[Collected data]

- Opening Delimiter -

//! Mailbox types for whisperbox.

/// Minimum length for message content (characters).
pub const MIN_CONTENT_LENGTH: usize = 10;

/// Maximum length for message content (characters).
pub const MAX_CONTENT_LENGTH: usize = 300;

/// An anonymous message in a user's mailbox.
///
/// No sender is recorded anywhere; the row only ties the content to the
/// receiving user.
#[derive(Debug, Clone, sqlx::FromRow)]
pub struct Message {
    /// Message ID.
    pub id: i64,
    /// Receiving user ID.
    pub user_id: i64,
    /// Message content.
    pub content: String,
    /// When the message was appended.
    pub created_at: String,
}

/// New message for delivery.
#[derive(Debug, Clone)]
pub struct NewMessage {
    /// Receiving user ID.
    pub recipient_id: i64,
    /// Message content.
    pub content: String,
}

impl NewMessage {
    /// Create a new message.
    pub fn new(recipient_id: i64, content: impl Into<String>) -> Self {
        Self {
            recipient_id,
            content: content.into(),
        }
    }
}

- Closing Delimiter -
- Opening Delimiter -

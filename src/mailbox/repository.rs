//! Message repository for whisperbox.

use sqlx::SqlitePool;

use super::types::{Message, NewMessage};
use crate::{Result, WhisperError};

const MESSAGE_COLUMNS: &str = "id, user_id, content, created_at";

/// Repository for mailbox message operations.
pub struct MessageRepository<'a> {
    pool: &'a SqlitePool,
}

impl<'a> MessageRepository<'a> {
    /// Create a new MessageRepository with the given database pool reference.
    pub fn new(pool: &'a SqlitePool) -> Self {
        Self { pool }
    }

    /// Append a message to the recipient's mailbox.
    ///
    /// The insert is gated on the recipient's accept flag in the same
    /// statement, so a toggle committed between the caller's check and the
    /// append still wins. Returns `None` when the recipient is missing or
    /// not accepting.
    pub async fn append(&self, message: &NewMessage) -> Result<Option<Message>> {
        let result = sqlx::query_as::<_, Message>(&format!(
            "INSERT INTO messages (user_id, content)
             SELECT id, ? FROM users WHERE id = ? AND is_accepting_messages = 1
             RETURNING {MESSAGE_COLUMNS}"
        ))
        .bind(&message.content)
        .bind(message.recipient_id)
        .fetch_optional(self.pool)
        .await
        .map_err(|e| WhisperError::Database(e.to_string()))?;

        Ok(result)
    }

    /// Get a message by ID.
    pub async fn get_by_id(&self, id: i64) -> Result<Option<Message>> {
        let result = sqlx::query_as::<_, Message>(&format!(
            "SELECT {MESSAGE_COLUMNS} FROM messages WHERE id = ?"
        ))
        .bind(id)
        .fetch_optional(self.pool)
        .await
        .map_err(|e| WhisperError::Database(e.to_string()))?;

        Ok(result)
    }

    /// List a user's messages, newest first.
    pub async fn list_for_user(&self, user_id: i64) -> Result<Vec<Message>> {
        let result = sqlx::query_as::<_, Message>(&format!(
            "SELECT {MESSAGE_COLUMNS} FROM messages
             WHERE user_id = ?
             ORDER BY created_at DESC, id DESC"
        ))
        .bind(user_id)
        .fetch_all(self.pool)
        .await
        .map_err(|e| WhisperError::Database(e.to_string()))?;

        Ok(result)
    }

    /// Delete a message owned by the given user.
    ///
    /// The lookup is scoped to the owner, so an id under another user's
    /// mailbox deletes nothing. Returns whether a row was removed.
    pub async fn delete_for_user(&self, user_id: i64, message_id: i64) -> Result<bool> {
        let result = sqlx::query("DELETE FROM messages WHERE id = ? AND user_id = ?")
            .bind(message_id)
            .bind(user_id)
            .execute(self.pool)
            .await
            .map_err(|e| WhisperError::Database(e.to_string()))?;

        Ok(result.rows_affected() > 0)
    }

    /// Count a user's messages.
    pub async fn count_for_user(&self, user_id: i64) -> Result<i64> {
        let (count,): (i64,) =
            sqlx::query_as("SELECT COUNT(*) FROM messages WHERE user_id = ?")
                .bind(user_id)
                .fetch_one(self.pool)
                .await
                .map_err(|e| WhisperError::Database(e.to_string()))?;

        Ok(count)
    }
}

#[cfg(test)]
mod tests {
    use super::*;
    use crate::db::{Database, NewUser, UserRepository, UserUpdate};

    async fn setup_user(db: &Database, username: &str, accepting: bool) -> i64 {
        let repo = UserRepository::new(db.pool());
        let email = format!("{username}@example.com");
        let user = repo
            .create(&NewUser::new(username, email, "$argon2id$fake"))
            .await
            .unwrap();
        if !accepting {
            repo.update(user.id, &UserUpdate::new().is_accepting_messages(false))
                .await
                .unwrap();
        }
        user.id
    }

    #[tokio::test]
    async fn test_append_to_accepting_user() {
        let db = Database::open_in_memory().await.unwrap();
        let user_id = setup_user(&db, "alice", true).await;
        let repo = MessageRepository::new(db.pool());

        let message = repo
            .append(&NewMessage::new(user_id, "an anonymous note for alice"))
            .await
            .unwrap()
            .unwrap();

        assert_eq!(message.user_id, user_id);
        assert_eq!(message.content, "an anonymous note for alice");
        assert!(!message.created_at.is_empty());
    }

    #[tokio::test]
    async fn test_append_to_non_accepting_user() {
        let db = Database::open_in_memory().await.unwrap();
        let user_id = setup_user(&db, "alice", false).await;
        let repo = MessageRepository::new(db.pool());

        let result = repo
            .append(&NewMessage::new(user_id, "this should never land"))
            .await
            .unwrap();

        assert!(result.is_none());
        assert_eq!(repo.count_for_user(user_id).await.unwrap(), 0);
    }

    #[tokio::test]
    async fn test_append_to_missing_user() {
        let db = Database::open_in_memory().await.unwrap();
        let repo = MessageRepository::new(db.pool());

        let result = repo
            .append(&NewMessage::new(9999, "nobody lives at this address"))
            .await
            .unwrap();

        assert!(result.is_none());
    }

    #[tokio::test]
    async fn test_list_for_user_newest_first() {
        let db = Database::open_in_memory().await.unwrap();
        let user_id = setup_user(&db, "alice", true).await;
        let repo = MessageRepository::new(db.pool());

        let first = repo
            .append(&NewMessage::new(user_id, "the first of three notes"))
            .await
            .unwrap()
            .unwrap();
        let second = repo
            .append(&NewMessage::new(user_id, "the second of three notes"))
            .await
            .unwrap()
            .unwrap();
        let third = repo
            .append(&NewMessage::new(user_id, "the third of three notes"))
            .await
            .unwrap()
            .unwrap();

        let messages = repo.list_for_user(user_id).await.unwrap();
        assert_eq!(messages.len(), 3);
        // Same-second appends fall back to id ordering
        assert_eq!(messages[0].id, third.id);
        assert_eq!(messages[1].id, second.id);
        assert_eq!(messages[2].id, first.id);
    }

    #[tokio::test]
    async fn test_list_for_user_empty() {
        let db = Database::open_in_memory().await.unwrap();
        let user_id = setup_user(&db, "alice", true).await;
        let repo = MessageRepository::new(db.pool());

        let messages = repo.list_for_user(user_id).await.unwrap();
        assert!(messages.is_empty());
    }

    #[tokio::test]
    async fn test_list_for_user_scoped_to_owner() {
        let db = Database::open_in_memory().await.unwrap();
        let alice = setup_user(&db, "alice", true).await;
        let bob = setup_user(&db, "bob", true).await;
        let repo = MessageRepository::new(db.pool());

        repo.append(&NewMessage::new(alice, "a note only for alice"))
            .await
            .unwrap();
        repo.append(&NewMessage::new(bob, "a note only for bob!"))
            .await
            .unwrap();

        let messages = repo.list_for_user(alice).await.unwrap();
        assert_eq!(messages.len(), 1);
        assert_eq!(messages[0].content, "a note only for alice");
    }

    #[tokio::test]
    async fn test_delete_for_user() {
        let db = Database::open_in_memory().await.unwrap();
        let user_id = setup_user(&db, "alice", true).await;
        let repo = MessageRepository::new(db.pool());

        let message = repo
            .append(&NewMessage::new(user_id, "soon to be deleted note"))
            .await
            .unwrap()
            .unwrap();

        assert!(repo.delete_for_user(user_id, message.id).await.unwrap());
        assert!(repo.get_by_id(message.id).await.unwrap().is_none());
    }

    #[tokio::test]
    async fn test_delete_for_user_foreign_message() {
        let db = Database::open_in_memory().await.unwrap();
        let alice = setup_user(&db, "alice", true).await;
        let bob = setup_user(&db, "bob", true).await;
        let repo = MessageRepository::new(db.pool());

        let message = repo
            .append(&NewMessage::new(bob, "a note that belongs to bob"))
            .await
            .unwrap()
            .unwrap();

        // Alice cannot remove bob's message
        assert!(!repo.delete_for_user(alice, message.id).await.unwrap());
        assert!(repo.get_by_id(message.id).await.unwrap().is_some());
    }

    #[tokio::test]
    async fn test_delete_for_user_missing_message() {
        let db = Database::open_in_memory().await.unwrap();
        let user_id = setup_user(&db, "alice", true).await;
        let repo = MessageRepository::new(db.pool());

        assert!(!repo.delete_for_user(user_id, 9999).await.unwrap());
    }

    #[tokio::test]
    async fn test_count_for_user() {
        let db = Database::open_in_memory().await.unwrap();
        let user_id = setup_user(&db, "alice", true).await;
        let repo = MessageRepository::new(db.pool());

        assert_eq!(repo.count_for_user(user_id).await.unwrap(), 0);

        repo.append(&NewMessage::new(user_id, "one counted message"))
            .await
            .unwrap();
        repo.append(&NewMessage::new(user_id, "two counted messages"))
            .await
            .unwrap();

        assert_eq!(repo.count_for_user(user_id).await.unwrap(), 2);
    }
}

- Closing Delimiter -

* _What to do_: Copy out every line of the entries where the string "counted" shows up.

* _Reply_:
        repo.append(&NewMessage::new(user_id, "one counted message"))
        repo.append(&NewMessage::new(user_id, "two counted messages"))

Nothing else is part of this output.